Growing up, my family had dinner all together every night. Breakfast was catch as catch can, except on Sundays when we had lox from the deli down the street and fresh bagels from the bakery a block past the deli, but even then I’m not sure whether we all ate that repast together or not. Lunch also may have been a haphazard affair, I have no specific memories about it. But dinner was sacred.

We ate in the kitchen at a big round table that had plenty of room, even when there were seven of us there.

We ate in the kitchen at a big round table that had plenty of room, even when there were seven of us there, including my grandparents. My mother was very emphatic about the virtues of a round table. No matter where one sat, she pointed out, everyone could see and talk with everyone else equally. My middle sister says “I remember being taught that round tables are the only tables that are good tables.” She has a round dining room table, and my oldest sister and I both have round kitchen tables, so we all obviously learned that lesson. (The featured image looks nothing like our table, which I can still see in my mind. But after spending a couple of hours searching for a round kitchen table, pedestal base, 72″ diameter, and finding nothing that looked like ours, I gave up and settled on this one.)

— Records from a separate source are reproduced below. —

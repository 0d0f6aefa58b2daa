//! Declarative plot description and the configurator that builds it from a
//! derived field, its parameter bundle and the target region.

use chrono::{DateTime, Utc};

use forecast_common::time::{lead_title, valid_title};
use forecast_common::{
    BoundingBox, ForecastError, ForecastResult, GriddedField, ParameterSpec, Region, RenderMode,
    TitleLayout,
};

use crate::arrows::{ArrowConfig, DEFAULT_ARROW_SCALE};
use crate::colormap::{Color, ColorScale};
use crate::contour::{nice_levels, ContourConfig};

/// Default output size, matching an 8x6 inch figure at 100 dpi.
pub const DEFAULT_SIZE: (u32, u32) = (800, 600);

/// Marker label offset east of the marker, in degrees.
pub const MARKER_LABEL_OFFSET_DEG: f64 = 0.05;

/// U and V components for the arrow overlay.
#[derive(Debug, Clone)]
pub struct VectorLayer {
    pub u: GriddedField,
    pub v: GriddedField,
    pub arrows: ArrowConfig,
}

/// The data layer of a plot.
#[derive(Debug, Clone)]
pub enum PlotLayer {
    /// Pseudo-color cells, optionally with arrows on top.
    Filled {
        field: GriddedField,
        scale: ColorScale,
        vectors: Option<VectorLayer>,
    },
    /// Labeled isolines.
    Contour {
        field: GriddedField,
        config: ContourConfig,
    },
}

/// Title strings. `left` and `right` sit above the map corners; `center`
/// replaces both for centred layouts.
#[derive(Debug, Clone, Default, PartialEq, Eq)]
pub struct Titles {
    pub left: Option<String>,
    pub center: Option<String>,
    pub right: Option<String>,
}

impl Titles {
    /// The main title text, whichever slot it is in.
    pub fn main(&self) -> Option<&str> {
        self.left.as_deref().or(self.center.as_deref())
    }
}

/// Point marker with a text label beside it.
#[derive(Debug, Clone, PartialEq)]
pub struct Marker {
    pub lon: f64,
    pub lat: f64,
    pub label: String,
    pub label_offset_deg: f64,
    pub color: Color,
}

/// Vertical colorbar beside the map.
#[derive(Debug, Clone, PartialEq)]
pub struct Colorbar {
    pub scale: ColorScale,
    pub label: String,
}

/// Everything the renderer needs to draw one map.
#[derive(Debug, Clone)]
pub struct PlotSpec {
    pub layer: PlotLayer,
    pub extent: BoundingBox,
    pub titles: Titles,
    pub marker: Marker,
    pub colorbar: Option<Colorbar>,
    pub size: (u32, u32),
}

impl PlotSpec {
    /// Build the plot for a derived field.
    ///
    /// `components` carries the subset U/V fields for vector parameters and is
    /// required when the parameter renders with vectors.
    pub fn configure(
        field: GriddedField,
        components: Option<(GriddedField, GriddedField)>,
        spec: &ParameterSpec,
        region: &Region,
        valid_time: &DateTime<Utc>,
        size: (u32, u32),
    ) -> ForecastResult<PlotSpec> {
        let scale = ColorScale::new(spec.colormap, spec.value_range);

        let (layer, colorbar) = match spec.render_mode {
            RenderMode::Contour { levels } => {
                let (min, max) = field.value_range().ok_or_else(|| {
                    ForecastError::RenderError(format!("no valid values in '{}'", field.name))
                })?;
                let config = ContourConfig {
                    levels: nice_levels(min, max, levels),
                    ..ContourConfig::default()
                };
                (PlotLayer::Contour { field, config }, None)
            }
            RenderMode::Filled => (
                PlotLayer::Filled {
                    field,
                    scale,
                    vectors: None,
                },
                Some(scale),
            ),
            RenderMode::FilledWithVectors => {
                let (u, v) = components.ok_or_else(|| {
                    ForecastError::Internal("vector components missing".to_string())
                })?;
                let arrows = ArrowConfig {
                    stride: region.vector_stride,
                    scale: DEFAULT_ARROW_SCALE,
                    ..ArrowConfig::default()
                };
                (
                    PlotLayer::Filled {
                        field,
                        scale,
                        vectors: Some(VectorLayer { u, v, arrows }),
                    },
                    Some(scale),
                )
            }
        };

        let valid = valid_title(spec.label, valid_time);
        let titles = match region.title_layout {
            TitleLayout::Split => Titles {
                left: Some(valid),
                center: None,
                right: Some(lead_title(spec.step.hour())),
            },
            TitleLayout::Centered => Titles {
                left: None,
                center: Some(valid),
                right: None,
            },
        };

        let poi = region.point_of_interest;
        Ok(PlotSpec {
            layer,
            extent: region.bbox,
            titles,
            marker: Marker {
                lon: poi.lon,
                lat: poi.lat,
                label: poi.name.to_string(),
                label_offset_deg: MARKER_LABEL_OFFSET_DEG,
                color: Color::RED,
            },
            colorbar: colorbar.map(|scale| Colorbar {
                scale,
                label: spec.label.to_string(),
            }),
            size,
        })
    }

    /// Whether the plot draws arrows.
    pub fn has_vectors(&self) -> bool {
        matches!(
            self.layer,
            PlotLayer::Filled {
                vectors: Some(_),
                ..
            }
        )
    }
}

The table was in one corner of the kitchen, very close to two walls. (For those who read my kitchen renovation story, this did not change when the corner was pushed out, as that was a different corner.) We each had our own seat, which, while not assigned, was understood to belong to that person. My father had the seat in the corner, both because he was the least likely to get up to get anything, and because there were phones mounted on each wall which he needed to be able to reach. One phone was the office number and one was the house number. Frequently during dinner the house phone would ring and he would answer it. It would be the answering service (remember answering services? we referred to it as “the service”) calling him to tell him about somebody who was on the office phone. Then he would either give the service a message (of the “tell them to take two aspirin and call me in the morning” variety) or he would pick up the office phone with his other hand and talk to the person. This was considered acceptable behavior at the dinner table, because presumably a patient wouldn’t call after hours unless it was important. On the other hand, if one of us kids had gotten a call at dinner time, I’m sure we would have been required to tell the person we would call back later.

The conversation at our dinner table was always lively. Often it would be about things that happened at school. Sometimes my father would describe patients he had seen or operations he had performed that day, but when we all began to turn green listening to the gruesome details, my mother would make him stop. He also enjoyed encouraging debate. His favorite phrase was “Now just for the sake of argument. . . .” Then he would take a position on a controversial topic that he wanted us to argue with. My oldest sister was the only one who would engage with him, but I guess he kept hoping that my middle sister or I would argue too.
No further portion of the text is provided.